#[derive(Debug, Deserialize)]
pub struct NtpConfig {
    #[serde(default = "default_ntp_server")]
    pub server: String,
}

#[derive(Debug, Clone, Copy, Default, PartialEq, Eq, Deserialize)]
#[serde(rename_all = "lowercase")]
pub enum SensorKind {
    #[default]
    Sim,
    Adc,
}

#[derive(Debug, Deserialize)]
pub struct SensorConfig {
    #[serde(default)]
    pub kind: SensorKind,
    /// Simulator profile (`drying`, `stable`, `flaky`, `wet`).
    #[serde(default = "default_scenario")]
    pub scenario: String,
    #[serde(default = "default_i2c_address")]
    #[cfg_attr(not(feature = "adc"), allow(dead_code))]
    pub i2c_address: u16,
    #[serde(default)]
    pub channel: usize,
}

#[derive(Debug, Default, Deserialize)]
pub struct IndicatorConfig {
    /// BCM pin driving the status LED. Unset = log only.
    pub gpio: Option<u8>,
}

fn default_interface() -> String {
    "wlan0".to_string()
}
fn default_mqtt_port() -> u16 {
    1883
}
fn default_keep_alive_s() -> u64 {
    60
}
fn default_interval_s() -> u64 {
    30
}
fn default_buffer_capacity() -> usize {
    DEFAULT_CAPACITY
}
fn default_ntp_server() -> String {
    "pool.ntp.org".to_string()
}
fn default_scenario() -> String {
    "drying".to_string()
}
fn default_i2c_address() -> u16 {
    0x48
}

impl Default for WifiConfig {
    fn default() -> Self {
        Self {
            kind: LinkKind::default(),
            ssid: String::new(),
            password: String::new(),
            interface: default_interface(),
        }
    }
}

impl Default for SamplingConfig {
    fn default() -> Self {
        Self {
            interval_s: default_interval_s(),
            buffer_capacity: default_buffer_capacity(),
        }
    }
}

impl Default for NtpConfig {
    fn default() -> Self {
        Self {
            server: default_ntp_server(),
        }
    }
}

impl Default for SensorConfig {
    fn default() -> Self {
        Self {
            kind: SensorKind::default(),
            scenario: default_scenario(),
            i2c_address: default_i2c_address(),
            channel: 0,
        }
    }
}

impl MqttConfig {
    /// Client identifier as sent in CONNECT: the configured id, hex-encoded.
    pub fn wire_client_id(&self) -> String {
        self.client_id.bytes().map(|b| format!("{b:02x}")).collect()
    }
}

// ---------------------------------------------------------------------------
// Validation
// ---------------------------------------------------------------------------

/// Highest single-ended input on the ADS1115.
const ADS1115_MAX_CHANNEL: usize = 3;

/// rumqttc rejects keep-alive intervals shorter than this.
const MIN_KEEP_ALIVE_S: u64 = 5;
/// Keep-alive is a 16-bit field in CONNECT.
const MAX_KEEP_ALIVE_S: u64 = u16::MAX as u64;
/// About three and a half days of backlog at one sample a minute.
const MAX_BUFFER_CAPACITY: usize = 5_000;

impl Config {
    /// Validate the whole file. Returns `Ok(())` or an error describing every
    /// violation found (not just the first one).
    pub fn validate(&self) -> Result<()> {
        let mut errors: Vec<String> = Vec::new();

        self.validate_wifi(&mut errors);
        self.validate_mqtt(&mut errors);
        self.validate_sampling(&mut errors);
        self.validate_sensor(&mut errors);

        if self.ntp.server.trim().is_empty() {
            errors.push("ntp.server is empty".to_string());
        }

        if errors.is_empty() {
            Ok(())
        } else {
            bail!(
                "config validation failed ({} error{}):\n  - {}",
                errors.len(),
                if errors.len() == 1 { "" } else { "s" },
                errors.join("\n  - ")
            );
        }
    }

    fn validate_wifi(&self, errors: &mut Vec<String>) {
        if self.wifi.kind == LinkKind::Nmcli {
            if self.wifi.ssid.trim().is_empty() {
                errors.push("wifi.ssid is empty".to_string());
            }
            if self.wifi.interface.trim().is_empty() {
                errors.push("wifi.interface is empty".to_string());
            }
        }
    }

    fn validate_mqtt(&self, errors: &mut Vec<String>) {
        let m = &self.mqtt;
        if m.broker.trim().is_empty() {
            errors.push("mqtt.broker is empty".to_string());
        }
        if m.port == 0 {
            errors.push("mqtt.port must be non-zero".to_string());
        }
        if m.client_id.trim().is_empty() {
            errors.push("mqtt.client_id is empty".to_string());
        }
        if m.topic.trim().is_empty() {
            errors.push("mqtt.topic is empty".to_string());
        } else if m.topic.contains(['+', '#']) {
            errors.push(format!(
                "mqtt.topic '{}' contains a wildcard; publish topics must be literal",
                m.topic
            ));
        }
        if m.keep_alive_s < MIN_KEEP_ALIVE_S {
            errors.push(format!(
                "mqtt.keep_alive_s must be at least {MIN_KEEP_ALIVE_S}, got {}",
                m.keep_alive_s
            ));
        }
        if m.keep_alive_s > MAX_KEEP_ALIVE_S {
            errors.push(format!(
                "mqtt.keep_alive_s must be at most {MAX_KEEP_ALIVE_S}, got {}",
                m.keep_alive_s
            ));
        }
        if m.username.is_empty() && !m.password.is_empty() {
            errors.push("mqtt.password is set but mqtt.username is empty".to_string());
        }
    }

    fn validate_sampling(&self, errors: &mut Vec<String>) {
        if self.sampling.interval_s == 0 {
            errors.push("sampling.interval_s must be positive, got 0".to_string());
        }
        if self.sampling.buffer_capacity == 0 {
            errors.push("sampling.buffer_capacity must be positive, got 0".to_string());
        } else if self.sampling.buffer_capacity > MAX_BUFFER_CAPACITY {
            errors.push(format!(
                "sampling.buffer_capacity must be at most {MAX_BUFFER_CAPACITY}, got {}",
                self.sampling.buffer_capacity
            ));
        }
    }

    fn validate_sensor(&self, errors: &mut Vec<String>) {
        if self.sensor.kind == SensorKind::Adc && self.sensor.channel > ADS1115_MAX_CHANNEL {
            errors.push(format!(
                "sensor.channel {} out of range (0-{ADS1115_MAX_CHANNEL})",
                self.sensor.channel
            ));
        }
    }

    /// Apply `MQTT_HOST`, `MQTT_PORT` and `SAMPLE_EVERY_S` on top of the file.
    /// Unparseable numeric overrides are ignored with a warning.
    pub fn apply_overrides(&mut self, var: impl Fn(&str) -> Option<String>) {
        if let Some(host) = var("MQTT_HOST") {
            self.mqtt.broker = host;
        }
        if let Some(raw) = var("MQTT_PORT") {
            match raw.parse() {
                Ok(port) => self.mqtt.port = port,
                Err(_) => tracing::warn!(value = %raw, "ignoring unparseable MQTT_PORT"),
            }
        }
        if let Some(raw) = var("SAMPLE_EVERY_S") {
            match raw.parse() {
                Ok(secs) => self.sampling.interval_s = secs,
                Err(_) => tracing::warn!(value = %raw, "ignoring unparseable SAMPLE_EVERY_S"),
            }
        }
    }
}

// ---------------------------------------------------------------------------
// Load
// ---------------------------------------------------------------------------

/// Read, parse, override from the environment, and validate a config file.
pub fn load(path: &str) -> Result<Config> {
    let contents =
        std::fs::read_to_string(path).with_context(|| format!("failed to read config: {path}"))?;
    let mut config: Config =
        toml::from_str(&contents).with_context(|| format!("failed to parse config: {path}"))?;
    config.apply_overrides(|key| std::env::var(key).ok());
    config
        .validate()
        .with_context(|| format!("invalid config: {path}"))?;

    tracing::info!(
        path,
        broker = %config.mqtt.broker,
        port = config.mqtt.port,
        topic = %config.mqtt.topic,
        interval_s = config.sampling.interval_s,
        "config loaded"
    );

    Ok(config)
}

==

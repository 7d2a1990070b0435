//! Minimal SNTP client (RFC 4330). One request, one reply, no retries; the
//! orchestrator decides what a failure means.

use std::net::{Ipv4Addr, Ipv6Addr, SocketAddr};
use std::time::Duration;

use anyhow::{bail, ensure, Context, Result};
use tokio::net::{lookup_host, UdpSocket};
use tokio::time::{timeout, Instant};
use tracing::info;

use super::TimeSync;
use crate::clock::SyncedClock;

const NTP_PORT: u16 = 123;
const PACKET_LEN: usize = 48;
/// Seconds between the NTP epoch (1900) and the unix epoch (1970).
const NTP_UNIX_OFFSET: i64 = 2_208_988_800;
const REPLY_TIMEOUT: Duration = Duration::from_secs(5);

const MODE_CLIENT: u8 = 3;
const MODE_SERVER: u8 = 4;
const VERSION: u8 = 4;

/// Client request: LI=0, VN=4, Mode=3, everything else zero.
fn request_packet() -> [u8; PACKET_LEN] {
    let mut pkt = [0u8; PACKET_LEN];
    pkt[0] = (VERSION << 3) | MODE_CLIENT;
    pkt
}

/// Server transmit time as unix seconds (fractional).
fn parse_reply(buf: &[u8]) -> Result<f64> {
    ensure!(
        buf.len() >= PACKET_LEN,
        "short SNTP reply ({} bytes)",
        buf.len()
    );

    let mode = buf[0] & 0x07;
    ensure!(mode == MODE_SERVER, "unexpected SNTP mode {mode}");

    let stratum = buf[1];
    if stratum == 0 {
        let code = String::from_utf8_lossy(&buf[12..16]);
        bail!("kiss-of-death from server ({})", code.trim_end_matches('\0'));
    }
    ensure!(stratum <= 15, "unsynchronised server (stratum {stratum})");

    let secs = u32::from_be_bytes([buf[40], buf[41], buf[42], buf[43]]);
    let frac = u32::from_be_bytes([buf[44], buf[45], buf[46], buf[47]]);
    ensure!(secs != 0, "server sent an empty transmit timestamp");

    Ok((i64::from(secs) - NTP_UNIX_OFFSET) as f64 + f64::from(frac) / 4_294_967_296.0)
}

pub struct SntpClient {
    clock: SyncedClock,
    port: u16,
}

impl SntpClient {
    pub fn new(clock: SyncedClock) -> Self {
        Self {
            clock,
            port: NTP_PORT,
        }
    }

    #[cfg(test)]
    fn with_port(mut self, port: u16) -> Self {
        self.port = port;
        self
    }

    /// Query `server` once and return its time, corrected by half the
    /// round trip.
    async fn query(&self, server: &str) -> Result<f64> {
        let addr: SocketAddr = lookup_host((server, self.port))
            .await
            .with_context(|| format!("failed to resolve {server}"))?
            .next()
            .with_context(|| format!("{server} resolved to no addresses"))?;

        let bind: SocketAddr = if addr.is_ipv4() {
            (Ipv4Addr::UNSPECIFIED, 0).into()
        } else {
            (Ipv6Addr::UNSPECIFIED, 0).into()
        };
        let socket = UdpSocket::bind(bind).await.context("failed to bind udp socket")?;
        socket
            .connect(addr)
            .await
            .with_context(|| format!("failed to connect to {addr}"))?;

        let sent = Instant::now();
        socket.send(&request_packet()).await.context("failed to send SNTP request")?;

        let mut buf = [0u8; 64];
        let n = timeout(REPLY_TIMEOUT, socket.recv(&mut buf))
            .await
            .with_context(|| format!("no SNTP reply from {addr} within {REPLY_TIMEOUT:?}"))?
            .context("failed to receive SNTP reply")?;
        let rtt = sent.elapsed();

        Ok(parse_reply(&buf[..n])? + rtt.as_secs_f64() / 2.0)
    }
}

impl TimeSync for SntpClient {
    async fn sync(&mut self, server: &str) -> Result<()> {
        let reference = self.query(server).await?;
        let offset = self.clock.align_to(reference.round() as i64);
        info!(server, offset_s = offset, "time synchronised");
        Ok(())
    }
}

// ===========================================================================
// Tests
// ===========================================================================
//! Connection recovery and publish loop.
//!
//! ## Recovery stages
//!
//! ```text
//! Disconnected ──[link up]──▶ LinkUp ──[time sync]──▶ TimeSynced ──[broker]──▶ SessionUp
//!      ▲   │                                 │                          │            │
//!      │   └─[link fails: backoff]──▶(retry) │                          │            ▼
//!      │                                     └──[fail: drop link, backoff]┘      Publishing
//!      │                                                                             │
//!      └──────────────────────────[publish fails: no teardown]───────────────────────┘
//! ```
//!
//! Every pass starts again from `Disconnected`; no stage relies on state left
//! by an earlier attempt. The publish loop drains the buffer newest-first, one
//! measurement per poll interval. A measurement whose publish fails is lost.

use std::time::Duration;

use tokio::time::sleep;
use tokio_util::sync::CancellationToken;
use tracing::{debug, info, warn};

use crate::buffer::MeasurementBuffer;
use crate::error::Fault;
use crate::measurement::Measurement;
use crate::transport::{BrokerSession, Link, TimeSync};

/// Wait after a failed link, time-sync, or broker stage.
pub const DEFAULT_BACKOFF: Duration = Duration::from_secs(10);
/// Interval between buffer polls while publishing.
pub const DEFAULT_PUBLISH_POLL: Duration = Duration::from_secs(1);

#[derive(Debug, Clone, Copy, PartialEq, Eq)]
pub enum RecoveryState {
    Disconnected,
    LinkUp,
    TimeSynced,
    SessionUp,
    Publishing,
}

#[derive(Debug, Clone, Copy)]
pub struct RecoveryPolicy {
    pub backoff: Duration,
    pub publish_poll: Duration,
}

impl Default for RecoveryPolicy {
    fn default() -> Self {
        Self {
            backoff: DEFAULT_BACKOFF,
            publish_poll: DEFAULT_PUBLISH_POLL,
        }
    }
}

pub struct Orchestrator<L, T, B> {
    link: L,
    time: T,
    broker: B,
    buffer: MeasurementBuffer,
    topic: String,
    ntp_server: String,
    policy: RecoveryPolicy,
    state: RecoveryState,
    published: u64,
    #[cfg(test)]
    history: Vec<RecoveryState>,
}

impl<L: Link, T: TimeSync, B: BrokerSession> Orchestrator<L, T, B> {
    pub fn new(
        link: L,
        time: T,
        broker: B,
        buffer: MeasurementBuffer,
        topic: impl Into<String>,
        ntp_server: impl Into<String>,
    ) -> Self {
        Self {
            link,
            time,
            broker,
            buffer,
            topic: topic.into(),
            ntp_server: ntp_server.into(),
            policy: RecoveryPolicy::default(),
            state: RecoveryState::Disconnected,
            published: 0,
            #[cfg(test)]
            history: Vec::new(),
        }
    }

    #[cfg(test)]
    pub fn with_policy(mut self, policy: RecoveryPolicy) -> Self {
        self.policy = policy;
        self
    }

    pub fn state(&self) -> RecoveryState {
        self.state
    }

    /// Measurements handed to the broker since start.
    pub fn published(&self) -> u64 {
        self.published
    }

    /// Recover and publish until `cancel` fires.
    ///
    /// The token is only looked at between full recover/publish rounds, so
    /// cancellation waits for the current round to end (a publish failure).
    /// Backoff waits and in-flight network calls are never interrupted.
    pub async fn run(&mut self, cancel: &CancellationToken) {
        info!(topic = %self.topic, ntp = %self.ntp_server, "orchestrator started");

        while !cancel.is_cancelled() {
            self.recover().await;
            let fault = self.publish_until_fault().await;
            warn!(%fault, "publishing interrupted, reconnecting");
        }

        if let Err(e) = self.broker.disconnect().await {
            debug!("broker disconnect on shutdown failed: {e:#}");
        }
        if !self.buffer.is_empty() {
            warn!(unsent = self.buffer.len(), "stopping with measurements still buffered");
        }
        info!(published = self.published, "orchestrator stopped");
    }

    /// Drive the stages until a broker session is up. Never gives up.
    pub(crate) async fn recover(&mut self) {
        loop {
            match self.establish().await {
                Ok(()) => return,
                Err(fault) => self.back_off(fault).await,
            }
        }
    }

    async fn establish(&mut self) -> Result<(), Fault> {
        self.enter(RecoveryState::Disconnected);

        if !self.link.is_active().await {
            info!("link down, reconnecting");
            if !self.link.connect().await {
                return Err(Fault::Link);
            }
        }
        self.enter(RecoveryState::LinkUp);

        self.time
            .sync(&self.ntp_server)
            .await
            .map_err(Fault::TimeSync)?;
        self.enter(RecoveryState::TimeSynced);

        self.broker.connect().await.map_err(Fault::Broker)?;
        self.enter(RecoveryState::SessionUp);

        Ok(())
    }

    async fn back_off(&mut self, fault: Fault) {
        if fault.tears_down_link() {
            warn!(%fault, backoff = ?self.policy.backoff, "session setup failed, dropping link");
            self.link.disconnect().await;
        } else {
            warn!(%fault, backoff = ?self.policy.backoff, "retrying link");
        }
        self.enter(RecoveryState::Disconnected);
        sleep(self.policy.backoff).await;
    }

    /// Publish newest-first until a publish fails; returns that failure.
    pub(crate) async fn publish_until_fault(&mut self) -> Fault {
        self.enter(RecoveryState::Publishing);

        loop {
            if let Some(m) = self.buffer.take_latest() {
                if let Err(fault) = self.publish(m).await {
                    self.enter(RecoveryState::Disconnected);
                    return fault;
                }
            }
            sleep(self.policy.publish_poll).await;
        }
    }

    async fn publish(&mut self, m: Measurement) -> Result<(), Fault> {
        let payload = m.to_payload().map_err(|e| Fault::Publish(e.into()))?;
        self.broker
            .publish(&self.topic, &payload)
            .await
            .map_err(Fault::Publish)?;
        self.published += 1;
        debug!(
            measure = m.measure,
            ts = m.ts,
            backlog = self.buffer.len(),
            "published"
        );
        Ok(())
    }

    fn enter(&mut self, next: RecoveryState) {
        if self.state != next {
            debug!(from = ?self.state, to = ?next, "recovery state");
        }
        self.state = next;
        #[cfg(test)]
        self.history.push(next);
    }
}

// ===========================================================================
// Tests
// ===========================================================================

==

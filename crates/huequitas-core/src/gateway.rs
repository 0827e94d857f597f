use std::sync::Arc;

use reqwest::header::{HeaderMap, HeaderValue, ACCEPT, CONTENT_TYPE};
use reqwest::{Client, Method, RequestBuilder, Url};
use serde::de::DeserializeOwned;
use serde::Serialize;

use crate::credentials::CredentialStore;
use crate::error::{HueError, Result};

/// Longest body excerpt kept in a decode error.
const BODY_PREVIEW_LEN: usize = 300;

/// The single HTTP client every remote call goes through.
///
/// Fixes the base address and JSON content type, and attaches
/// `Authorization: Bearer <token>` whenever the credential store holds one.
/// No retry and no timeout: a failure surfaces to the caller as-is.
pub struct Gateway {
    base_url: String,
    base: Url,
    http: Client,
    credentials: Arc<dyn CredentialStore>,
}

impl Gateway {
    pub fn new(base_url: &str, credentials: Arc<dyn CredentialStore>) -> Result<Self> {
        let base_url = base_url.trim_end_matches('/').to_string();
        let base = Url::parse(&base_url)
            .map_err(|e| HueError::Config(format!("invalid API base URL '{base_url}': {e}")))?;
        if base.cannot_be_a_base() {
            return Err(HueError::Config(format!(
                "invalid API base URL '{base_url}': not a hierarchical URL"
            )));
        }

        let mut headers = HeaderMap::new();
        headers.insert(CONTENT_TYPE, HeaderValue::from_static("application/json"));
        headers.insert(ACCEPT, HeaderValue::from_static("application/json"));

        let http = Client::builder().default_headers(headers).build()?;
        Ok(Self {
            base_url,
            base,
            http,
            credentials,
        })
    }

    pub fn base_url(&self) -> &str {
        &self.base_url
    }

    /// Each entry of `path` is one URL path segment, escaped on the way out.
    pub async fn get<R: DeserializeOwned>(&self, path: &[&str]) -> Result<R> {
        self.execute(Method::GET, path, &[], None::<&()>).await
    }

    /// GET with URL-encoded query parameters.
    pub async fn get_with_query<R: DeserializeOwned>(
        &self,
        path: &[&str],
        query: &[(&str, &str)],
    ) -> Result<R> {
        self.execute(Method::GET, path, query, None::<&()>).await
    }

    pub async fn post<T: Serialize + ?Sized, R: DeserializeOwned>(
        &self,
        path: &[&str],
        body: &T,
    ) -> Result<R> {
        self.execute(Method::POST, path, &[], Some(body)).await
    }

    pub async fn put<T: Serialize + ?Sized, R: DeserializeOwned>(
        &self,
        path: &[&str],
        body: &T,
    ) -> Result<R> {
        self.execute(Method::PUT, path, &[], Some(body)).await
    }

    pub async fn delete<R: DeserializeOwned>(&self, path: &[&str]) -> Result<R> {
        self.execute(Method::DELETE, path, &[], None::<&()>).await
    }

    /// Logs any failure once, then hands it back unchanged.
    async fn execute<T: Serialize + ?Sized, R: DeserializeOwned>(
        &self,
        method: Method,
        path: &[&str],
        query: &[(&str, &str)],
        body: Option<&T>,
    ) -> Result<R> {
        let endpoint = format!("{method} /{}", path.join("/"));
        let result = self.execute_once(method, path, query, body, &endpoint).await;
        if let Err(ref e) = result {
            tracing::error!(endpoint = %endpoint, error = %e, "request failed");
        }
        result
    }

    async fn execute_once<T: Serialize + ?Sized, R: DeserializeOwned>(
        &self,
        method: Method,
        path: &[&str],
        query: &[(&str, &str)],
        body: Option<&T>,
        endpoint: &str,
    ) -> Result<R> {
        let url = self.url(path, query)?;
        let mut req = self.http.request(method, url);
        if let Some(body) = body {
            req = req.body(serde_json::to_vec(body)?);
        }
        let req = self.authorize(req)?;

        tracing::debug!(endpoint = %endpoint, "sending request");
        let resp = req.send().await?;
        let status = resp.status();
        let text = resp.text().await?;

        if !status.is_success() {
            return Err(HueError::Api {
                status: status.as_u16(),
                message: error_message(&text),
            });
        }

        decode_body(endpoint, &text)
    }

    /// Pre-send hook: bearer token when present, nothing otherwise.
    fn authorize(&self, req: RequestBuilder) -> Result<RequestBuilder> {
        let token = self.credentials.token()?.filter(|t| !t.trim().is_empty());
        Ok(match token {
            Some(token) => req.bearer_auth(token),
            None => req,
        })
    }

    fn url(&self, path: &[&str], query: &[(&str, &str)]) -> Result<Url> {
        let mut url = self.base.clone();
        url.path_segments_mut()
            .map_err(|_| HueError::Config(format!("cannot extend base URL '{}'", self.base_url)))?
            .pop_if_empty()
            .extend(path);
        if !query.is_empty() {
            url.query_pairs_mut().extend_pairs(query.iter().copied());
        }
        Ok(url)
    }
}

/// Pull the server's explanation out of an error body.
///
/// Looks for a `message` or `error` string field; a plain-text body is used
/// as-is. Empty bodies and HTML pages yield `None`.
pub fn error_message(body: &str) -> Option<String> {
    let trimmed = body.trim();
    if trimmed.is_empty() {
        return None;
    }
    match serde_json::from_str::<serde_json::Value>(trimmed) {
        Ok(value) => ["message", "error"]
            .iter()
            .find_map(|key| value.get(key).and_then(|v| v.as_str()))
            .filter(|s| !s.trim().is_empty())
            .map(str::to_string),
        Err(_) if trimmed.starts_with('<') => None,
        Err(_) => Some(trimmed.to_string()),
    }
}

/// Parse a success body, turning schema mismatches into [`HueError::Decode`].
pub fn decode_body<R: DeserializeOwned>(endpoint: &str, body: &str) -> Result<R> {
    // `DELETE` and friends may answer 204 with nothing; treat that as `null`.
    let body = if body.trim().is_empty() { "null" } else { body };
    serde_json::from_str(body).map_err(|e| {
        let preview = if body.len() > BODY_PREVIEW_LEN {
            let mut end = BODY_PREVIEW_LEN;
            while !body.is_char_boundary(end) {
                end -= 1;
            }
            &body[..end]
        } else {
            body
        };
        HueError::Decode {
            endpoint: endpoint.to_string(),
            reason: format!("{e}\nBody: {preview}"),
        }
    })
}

→ Problem to work on:
When the string "MeasurementBuffer" appears in a line of the records above, that line is to be copied.

→ Response to this task:
use crate::buffer::MeasurementBuffer;
    buffer: MeasurementBuffer,
        buffer: MeasurementBuffer,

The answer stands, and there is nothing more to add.